Por: Arturo Mendoza Mociño

El bar existe y se llama Tío Pepe, y está justo en la entrada al Barrio chino de la Ciudad de México. La novela en la que se inspiró el cineasta Sebastián Del Amo también existe y se llama El complot mongol, y fue escrita hace medio siglo por Rafael Bernal.
Las locaciones empleadas en este filme estrenado a principios de este año –el Kiosko morisco de Santa María La Ribera, el Gran Hotel de la Ciudad de México, el mismo Barrio chino– potencian un filme que descansa en el retrato de una época donde los hombres aún calzaban sombreros de ala ancha en sus cabezas, las mujeres eran sumisas y México era el campo de batalla del espionaje internacional como se comprobó un año antes con la masacre estudiantil de Tlatelolco.
Del Amo suaviza, intencionalmente, el tono rudo de la novela de Bernal y opta por la sátira para presentar a sus personajes donde el principal de todos es un antihéroe, un asesino a sueldo llamado Filiberto García (interpretado por Damián Alcázar), quien responde a las órdenes de El coronel (encarnado por Xavier López Rodríguez “Chabelo”, el cual rompe con su actuación con el antiquísimo personaje televisivo por el que se le conoce al encarnar un militar tan severo como servil). Sumado al elenco de ecos televisivos no podía faltar Eugenio Derbez, en el papel del Lic. Del Valle, a quien le importa sobremanera que se investigue un supuesto complot armado por los chinos comunistas para asesinar al presidente de los Estados Unidos en su próxima visita a México.
La esforzada Dirección de arte que recrea la estética de los años sesenta, una banda sonora colmada de boleros y mambos, los anuncios de promoción de Acapulco como destino turístico por excelencia, refuerzan el humor que anima escena tras escena.

La cinta se mofará de noticias recientes poniendo en los diálogos frases como “Cooperas o cuellos” o “El actual presidente es un peligro para México”, se dirá que Hugo Stiglitz es un peligroso espía o se mostrará que los agentes de la CIA y la KGB, en realidad, son amigos y que cada uno, para aligerar sus misiones, beben respectivamente coca-cola y leche, situación que lleva al soviético a compartir su brebaje favorito con el sicario mexicano, pero él rechazará el gesto diciendo:
–A mí me gusta la leche en su chichi.
Mientras indaga quiénes están detrás de El complot mongol, Filiberto García se enamorará de una bella chinita en desgracia llamada Martita Fong (Bárbara Mori), a quien protege en su departamento y con quien siempre posterga la tensión sexual que ya existen entre ellos.
–Martita no es como las demás mujeres –suspira el mexicano–, ¿será porque es chinita?

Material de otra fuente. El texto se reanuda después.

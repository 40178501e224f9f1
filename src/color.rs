// This Source Code Form is subject to the terms of the Mozilla Public
// License, v. 2.0. If a copy of the MPL was not distributed with this
// file, You can obtain one at http://mozilla.org/MPL/2.0/.

//! Colors, and turning escape results into them.
//!
//! Gradients are authored in encoded (sRGB) space, because that's the
//! space people pick colors in.  Everything downstream of the gradient
//! (summing passes, dividing by the pass count) happens in linear
//! space, and the final average is encoded again on the way out.

use fractal::Escape;
use std::ops::{Add, AddAssign, Div, Mul};

/// An RGB triple.  Whether it's encoded or linear depends on where it
/// came from; the type doesn't track it.
#[derive(Copy, Clone, Debug, Default, PartialEq)]
pub struct Color {
    /// Red.
    pub r: f64,
    /// Green.
    pub g: f64,
    /// Blue.
    pub b: f64,
}

impl Color {
    /// Constructor.
    pub fn new(r: f64, g: f64, b: f64) -> Self {
        Color { r, g, b }
    }

    /// A gray.
    pub fn gray(v: f64) -> Self {
        Color { r: v, g: v, b: v }
    }

    /// Black, the default interior.
    pub fn black() -> Self {
        Color::gray(0.0)
    }

    /// Apply `f` to each channel.
    pub fn map<F: Fn(f64) -> f64>(self, f: F) -> Self {
        Color::new(f(self.r), f(self.g), f(self.b))
    }

    /// Linear interpolation; `t = 0` gives `self`.
    pub fn lerp(self, other: Color, t: f64) -> Self {
        self + (other + self * -1.0) * t
    }

    /// Decode every channel from sRGB into linear light.
    pub fn to_linear(self) -> Self {
        self.map(encoded_to_linear)
    }

    /// Encode every channel from linear light into sRGB.
    pub fn to_encoded(self) -> Self {
        self.map(linear_to_encoded)
    }

    /// Quantize to 8 bits per channel, clamping out-of-range values.
    pub fn to_rgb8(self) -> [u8; 3] {
        let q = |v: f64| (clamp_unit(v) * 255.0).round() as u8;
        [q(self.r), q(self.g), q(self.b)]
    }
}

impl Add for Color {
    type Output = Color;
    fn add(self, rhs: Color) -> Color {
        Color::new(self.r + rhs.r, self.g + rhs.g, self.b + rhs.b)
    }
}

impl AddAssign for Color {
    fn add_assign(&mut self, rhs: Color) {
        self.r += rhs.r;
        self.g += rhs.g;
        self.b += rhs.b;
    }
}

impl Mul<f64> for Color {
    type Output = Color;
    fn mul(self, rhs: f64) -> Color {
        Color::new(self.r * rhs, self.g * rhs, self.b * rhs)
    }
}

impl Div<f64> for Color {
    type Output = Color;
    fn div(self, rhs: f64) -> Color {
        Color::new(self.r / rhs, self.g / rhs, self.b / rhs)
    }
}

#[inline]
fn clamp_unit(x: f64) -> f64 {
    if x.is_nan() {
        0.0
    } else {
        x.max(0.0).min(1.0)
    }
}

/// sRGB decoding: a linear toe below 0.04045, a 2.4 power curve above.
/// Input is clamped to [0, 1].
pub fn encoded_to_linear(x: f64) -> f64 {
    let x = clamp_unit(x);
    if x <= 0.040_45 {
        x / 12.92
    } else {
        ((x + 0.055) / 1.055).powf(2.4)
    }
}

/// sRGB encoding, the inverse of `encoded_to_linear`.
pub fn linear_to_encoded(x: f64) -> f64 {
    let x = clamp_unit(x);
    if x <= 0.003_130_8 {
        x * 12.92
    } else {
        1.055 * x.powf(1.0 / 2.4) - 0.055
    }
}

/// Something that turns a real number into a color, in encoded space.
/// What range of inputs it was designed for is its own business.
pub trait Gradient: Sync {
    /// The color at `t`.
    fn color_at(&self, t: f64) -> Color;
}

impl<F> Gradient for F
where
    F: Fn(f64) -> Color + Sync,
{
    fn color_at(&self, t: f64) -> Color {
        self(t)
    }
}

/// The same color everywhere.
#[derive(Copy, Clone, Debug, PartialEq)]
pub struct Solid(pub Color);

impl Gradient for Solid {
    fn color_at(&self, _t: f64) -> Color {
        self.0
    }
}

/// Piecewise-linear interpolation between color stops placed on
/// [0, 1], repeating every `period` units of input.
#[derive(Clone, Debug, PartialEq)]
pub struct StopGradient {
    stops: Vec<(f64, Color)>,
    period: f64,
}

/// Names accepted by `StopGradient::preset`.
pub const GRADIENT_NAMES: &[&str] = &["standard", "volcano", "glacier", "gray"];

impl StopGradient {
    /// Stops need not be sorted; positions are clamped to [0, 1].
    /// Returns `None` for an empty stop list or a non-positive period.
    pub fn new(stops: &[(f64, Color)], period: f64) -> Option<Self> {
        if stops.is_empty() || !(period.is_finite() && period > 0.0) {
            return None;
        }
        let mut stops: Vec<(f64, Color)> = stops
            .iter()
            .map(|&(pos, color)| (clamp_unit(pos), color))
            .collect();
        stops.sort_by(|a, b| a.0.partial_cmp(&b.0).unwrap_or(::std::cmp::Ordering::Equal));
        Some(StopGradient { stops, period })
    }

    /// One of the built-in gradients.
    pub fn preset(name: &str) -> Option<Self> {
        let hex = |v: u32| {
            Color::new(
                f64::from((v >> 16) & 0xff) / 255.0,
                f64::from((v >> 8) & 0xff) / 255.0,
                f64::from(v & 0xff) / 255.0,
            )
        };
        let stops: Vec<(f64, Color)> = match name {
            "standard" => vec![
                (0.0, hex(0x00_07_64)),
                (0.16, hex(0x20_6b_cb)),
                (0.42, hex(0xed_ff_ff)),
                (0.6425, hex(0xff_aa_00)),
                (0.8575, hex(0x00_02_00)),
                (1.0, hex(0x00_07_64)),
            ],
            "volcano" => vec![
                (0.0, hex(0x1a_05_02)),
                (0.25, hex(0x9c_1c_05)),
                (0.5, hex(0xf2_8c_28)),
                (0.7, hex(0xd8_ec_f2)),
                (0.85, hex(0x3a_6e_8f)),
                (1.0, hex(0x1a_05_02)),
            ],
            "glacier" => vec![
                (0.0, hex(0x02_0c_1f)),
                (0.3, hex(0x1d_5a_8c)),
                (0.6, hex(0xa8_dc_f0)),
                (0.8, hex(0xff_ff_ff)),
                (1.0, hex(0x02_0c_1f)),
            ],
            "gray" => vec![(0.0, Color::black()), (0.5, Color::gray(1.0)), (1.0, Color::black())],
            _ => return None,
        };
        StopGradient::new(&stops, 1.0)
    }
}

impl Gradient for StopGradient {
    fn color_at(&self, t: f64) -> Color {
        if !t.is_finite() {
            return self.stops[0].1;
        }
        let u = t / self.period;
        let u = u - u.floor();
        let first = self.stops[0];
        if u <= first.0 {
            return first.1;
        }
        for w in self.stops.windows(2) {
            let (a, b) = (w[0], w[1]);
            if u <= b.0 {
                let span = b.0 - a.0;
                if span <= 0.0 {
                    return b.1;
                }
                return a.1.lerp(b.1, (u - a.0) / span);
            }
        }
        self.stops[self.stops.len() - 1].1
    }
}

/// The default compression of the iteration count: the square root
/// tames the long tail near the set's boundary.
pub fn sqrt_scale(iterations: u32) -> f64 {
    0.1 * f64::from(iterations).sqrt()
}

/// Turns escape results into linear-light colors.
pub struct ColorMapper<G> {
    gradient: G,
    interior: Color,
    scale: fn(u32) -> f64,
}

impl<G: Gradient> ColorMapper<G> {
    /// Black interior, square-root scaling.
    pub fn new(gradient: G) -> Self {
        ColorMapper {
            gradient,
            interior: Color::black(),
            scale: sqrt_scale,
        }
    }

    /// Color for points that never escape, given in encoded space.
    pub fn with_interior(mut self, interior: Color) -> Self {
        self.interior = interior.to_linear();
        self
    }

    /// Replace the iteration-count remapping.  It should be monotonic.
    pub fn with_scale(mut self, scale: fn(u32) -> f64) -> Self {
        self.scale = scale;
        self
    }

    /// The linear-light color for one sample.
    #[inline]
    pub fn color_for(&self, escape: &Escape) -> Color {
        if escape.bailed_out {
            self.gradient
                .color_at((self.scale)(escape.iterations))
                .to_linear()
        } else {
            self.interior
        }
    }
}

Toda la iconografía del cine negro desplegada es sólo un pretexto para mostrar que la supuesta intriga política externa es en realidad un complot para matar al presidente de México. Y así el filme termina en lo que siempre cae la política a la mexicana: asesinatos burdos donde los implicados, palabras de Filiberto García, cuando terminan muertos, ponen siempre la misma cara de pendejos.

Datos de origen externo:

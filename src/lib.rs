#![deny(missing_docs)]
// This Source Code Form is subject to the terms of the Mozilla Public
// License, v. 2.0. If a copy of the MPL was not distributed with this
// file, You can obtain one at http://mozilla.org/MPL/2.0/.

//! Anti-aliased escape-time fractal renderer
//!
//! An escape-time fractal takes a point on the complex plane, feeds it
//! into a recurrence over and over, and watches how long the result
//! takes to run off towards infinity.  Points that never leave are the
//! "inside" of the set; everything else is colored by how quickly it
//! left.
//!
//! Sampling each pixel once at its corner gives jagged, noisy edges,
//! because the interesting detail is much finer than a pixel.  This
//! renderer instead makes many passes over the image.  Each pass
//! samples every pixel at a slightly different position inside it,
//! chosen from a low-discrepancy sequence and scrambled per pixel, and
//! the final color of a pixel is the average, in linear light, of all
//! its samples.
//!
//! The pieces, leaves first:
//!
//! * `planes` maps (sub-)pixel coordinates to the complex plane.
//! * `sampling` decides where inside the pixel each pass samples.
//! * `fractal` holds the formulas and the escape loop.
//! * `color` turns escape results into linear-light colors.
//! * `render` runs the passes in parallel and averages the result.

extern crate crossbeam;
#[macro_use]
extern crate failure;
#[macro_use]
extern crate log;
extern crate num;
extern crate num_cpus;

#[cfg(test)]
extern crate itertools;
#[cfg(test)]
extern crate rand;

pub mod color;
pub mod complex;
pub mod error;
pub mod fractal;
pub mod params;
pub mod planes;
pub mod render;
pub mod sampling;

pub use color::{Color, ColorMapper, Gradient, Solid, StopGradient};
pub use complex::{Complex64, Power};
pub use error::RenderError;
pub use fractal::{escape, Escape, Formula, Fractal};
pub use params::{FractalParameters, ParamValue};
pub use planes::{PlaneMapper, RenderConfig, Skew};
pub use render::{Accumulator, Image, RenderState, Renderer};
pub use sampling::Jitter;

Si la película se rodó para rescatar un clásico de la literatura mexicana para nuevas generaciones que desconocían la existencia de esta novela canónica, lo consiguió con creces. Si la intención principal del director era divertir al espectador a través del humor lo logró porque, como decía uno de los carteles de promoción, se trata de una “¡Pinche intriga internacional!”. Palomera, sí. Divertida, también.